Differences between FHA and VA Government loans

Educational content | by Advisor Voices | August 1, 2016
Differences between FHA and VA Government loans

Both the VA and the FHA financing programs are not really loans; they are instead insurance. The actual money for the loans comes from the private sector. The VA and FHA simply provide insurance for loans that meet their standards.

An FHA loan is a mortgage insured by the Federal Housing Administration. Borrowers with FHA loans pay for mortgage insurance, which protects the lender from a loss if the borrower defaults on the loan.
A VA loan is a mortgage loan in the United States guaranteed by the U.S. Department of Veterans Affairs (VA). The VA loan was designed to offer long-term financing to eligible American veterans or their surviving spouses (provided they do not remarry).

The two government-backed loan programs have distinctions. VA loans offer no down payments and a federal guarantee while FHA mortgages can be obtained for 3.5% down and are insured through HUD. When comparing government-backed mortgage programs, the differences between FHA and VA loans are clear.

The differences between Federal Housing Administration Loans (FHA) and The Department of Veteran’s Affairs Loans (VA).

  FHA Loan VA Loan
Who? Anyone with qualified income. Eligible Veterans only, or widows/widowers of veterans who have not remarried.
Govt. Support FHA is a Federal Agency under HUD. It insures the lender against loss due to small down payment. Veteran’s Administration: VA guarantees loans by making the veteran personally liable.
Who lends the money? Any lending institution approved by FHA. Any lending institution approved by VA or, on rare occasions, VA itself will lend directly.
Interest rates Negotiable between lender and borrower. Free-flowing in the market place. Negotiable between lender and borrower. Free-flowing in the market place.
Points Prepaid interest payable by either buyer or seller or both. Points vary in the market by lender. Prepaid interest payable by either buyer or seller or both. Points vary in the market by lender.
Types of Properties 1-4 family, owner-occupied.

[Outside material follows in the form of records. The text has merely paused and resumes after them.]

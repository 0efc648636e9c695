//! Help assistant.
//!
//! A keyword matcher over a fixed FAQ list. The reply is delivered after a
//! short delay on a tokio task; the `ChatBot` that owns the transcript
//! aborts any reply still pending when it is closed or dropped, so nothing
//! is appended to a transcript nobody holds.

use std::sync::{Arc, Mutex, MutexGuard};
use std::time::Duration;

use chrono::{DateTime, Utc};
use serde::{Deserialize, Serialize};
use tokio::task::JoinHandle;
use uuid::Uuid;

// ═══════════════════════════════════════════
// Canned content
// ═══════════════════════════════════════════

pub const WELCOME_MESSAGE: &str = "Hello! I'm your AidPoint assistant. I can help you with information about hospitals, insurance, appointments, and more. How can I assist you today?";

pub const FALLBACK_REPLY: &str = "I'm sorry, I didn't understand that. Here are some topics I can help with:\n\n• Insurance and billing questions\n• How to book appointments\n• Hospital hours and availability\n• Appointment cancellation\n• General healthcare information\n\nTry asking about any of these topics!";

pub const GREETING_REPLY: &str = "Hello! I'm here to help you with any questions about AidPoint. You can ask me about booking appointments, insurance, hospital information, or any other healthcare-related queries.";

pub const THANKS_REPLY: &str = "You're welcome! Is there anything else I can help you with today?";

#[derive(Debug, Clone, Copy, PartialEq, Eq, Serialize)]
pub struct Faq {
    pub question: &'static str,
    pub answer: &'static str,
}

pub const FAQS: &[Faq] = &[
    Faq {
        question: "What insurance do you accept?",
        answer: "Our partner hospitals accept various insurance plans including Blue Cross, Aetna, Medicare, Medicaid, Humana, Cigna, and United Healthcare. You can filter hospitals by accepted insurance on our search page.",
    },
    Faq {
        question: "How do I book an appointment?",
        answer: "To book an appointment: 1) Search for doctors by specialization or hospital, 2) Select a doctor and view their profile, 3) Click \"Book Appointment\" and fill in your details, 4) Choose your preferred date and time. You'll need to create an account first.",
    },
    Faq {
        question: "What are hospital timings?",
        answer: "Most hospitals operate 24/7 for emergencies. Regular consultation hours are typically 9 AM to 6 PM. Specific doctor availability varies - you can check individual doctor schedules on their profile pages.",
    },
    Faq {
        question: "How can I cancel my appointment?",
        answer: "You can cancel appointments from your \"My Appointments\" page. Click on the appointment and select \"Cancel\" from the options menu. Please cancel at least 24 hours in advance when possible.",
    },
    Faq {
        question: "What information do I need for booking?",
        answer: "For booking appointments, you'll need: your full name, phone number, email address, preferred date and time, and a brief description of your concern or reason for the visit.",
    },
];

/// (word in the message, word in the FAQ question). An FAQ matches when
/// any pair is present on both sides.
const KEYWORD_PAIRS: &[(&str, &str)] = &[
    ("insurance", "insurance"),
    ("book", "book"),
    ("appointment", "appointment"),
    ("timing", "timing"),
    ("hours", "timing"),
    ("cancel", "cancel"),
    ("information", "information"),
];

/// Pick the reply for a message. FAQs are tried in list order and the
/// first match wins, so "cancel my appointment" lands on the booking FAQ.
pub fn reply_for(input: &str) -> &'static str {
    let message = input.to_lowercase();

    let matched = FAQS.iter().find(|faq| {
        let question = faq.question.to_lowercase();
        KEYWORD_PAIRS
            .iter()
            .any(|(said, asked)| message.contains(said) && question.contains(asked))
    });

    if let Some(faq) = matched {
        faq.answer
    } else if message.contains("hello") || message.contains("hi") {
        GREETING_REPLY
    } else if message.contains("thank") {
        THANKS_REPLY
    } else {
        FALLBACK_REPLY
    }
}

/// Reply after `delay`. Dropping the future cancels the reply.
pub async fn respond(input: &str, delay: Duration) -> &'static str {
    let reply = reply_for(input);
    tokio::time::sleep(delay).await;
    reply
}

// ═══════════════════════════════════════════
// Transcript
// ═══════════════════════════════════════════

#[derive(Debug, Clone, Copy, PartialEq, Eq, Serialize, Deserialize)]
#[serde(rename_all = "snake_case")]
pub enum Sender {
    User,
    Bot,
}

#[derive(Debug, Clone, Serialize, Deserialize)]
pub struct ChatMessage {
    pub id: Uuid,
    pub text: String,
    pub sender: Sender,
    pub timestamp: DateTime<Utc>,
}

impl ChatMessage {
    pub fn new(text: impl Into<String>, sender: Sender) -> Self {
        Self {
            id: Uuid::new_v4(),
            text: text.into(),
            sender,
            timestamp: Utc::now(),
        }
    }
}

/// One chat window: its transcript plus the replies still on their way.
/// Must be used inside a tokio runtime.
pub struct ChatBot {
    transcript: Arc<Mutex<Vec<ChatMessage>>>,
    pending: Vec<JoinHandle<()>>,
    reply_delay: Duration,
}

impl ChatBot {
    pub fn new(reply_delay: Duration) -> Self {
        Self {
            transcript: Arc::new(Mutex::new(vec![ChatMessage::new(
                WELCOME_MESSAGE,
                Sender::Bot,
            )])),
            pending: Vec::new(),
            reply_delay,
        }
    }

    /// Append the user's message now and schedule the reply. Blank input
    /// is ignored and returns false.
    pub fn send(&mut self, text: &str) -> bool {
        if text.trim().is_empty() {
            return false;
        }

        lock_transcript(&self.transcript).push(ChatMessage::new(text, Sender::User));

        let reply = reply_for(text);
        let transcript = Arc::clone(&self.transcript);
        let delay = self.reply_delay;
        self.pending.retain(|handle| !handle.is_finished());
        self.pending.push(tokio::spawn(async move {
            tokio::time::sleep(delay).await;
            lock_transcript(&transcript).push(ChatMessage::new(reply, Sender::Bot));
        }));
        true
    }

    /// Snapshot of the conversation so far.
    pub fn transcript(&self) -> Vec<ChatMessage> {
        lock_transcript(&self.transcript).clone()
    }

    pub fn pending_replies(&self) -> usize {
        self.pending.iter().filter(|h| !h.is_finished()).count()
    }

    /// Abort every reply that has not arrived yet.
    pub fn close(&mut self) {
        let aborted = self.pending.len();
        for handle in self.pending.drain(..) {
            handle.abort();
        }
        if aborted > 0 {
            tracing::debug!(aborted, "Chat closed with pending replies");
        }
    }
}

/// The transcript is append-only, so a poisoned lock still guards a
/// consistent list and is recovered rather than dropping messages.
fn lock_transcript(transcript: &Mutex<Vec<ChatMessage>>) -> MutexGuard<'_, Vec<ChatMessage>> {
    transcript.lock().unwrap_or_else(|poisoned| {
        tracing::warn!("Chat transcript lock poisoned, recovering");
        poisoned.into_inner()
    })
}

impl Drop for ChatBot {
    fn drop(&mut self) {
        self.close();
    }
}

P1-4 family, owner-occupied.
Down payment Averages 5% down. Down payment is subtracted and closing cost added to establish an ACQUISITION COST. NO DOWN PAYMENT REQUIRED.
Appraisal House must appraise at Acquisition Cost or sale price, whichever is lower. House must appraise at either the sale price or the CERTIFICATE OF REASONABLE VALUE, whichever is lower.
Assumptions Allowable under some conditions. Must have FHA approval for all loans after 1987. Allowable but must be QUALIFIED VETERAN for the seller to be relieved of liability. Requires substitution of eligibility of new veteran. If non-veteran or non-approved veteran assumes, the original veteran is still liable. If a veteran sells and pays off a VA loan his/her eligibility may be used again without restriction.

If you’re a qualifying member of the military, a VA loan is a great way to take advantage of today’s low mortgage rates. Many people aren’t sure if they want to deal with the perceived hassle of a VA loan. If you are a veteran with no available VA entitlement, FHA loans can make a lot of sense. Whichever option you choose, shop around to find the best offer.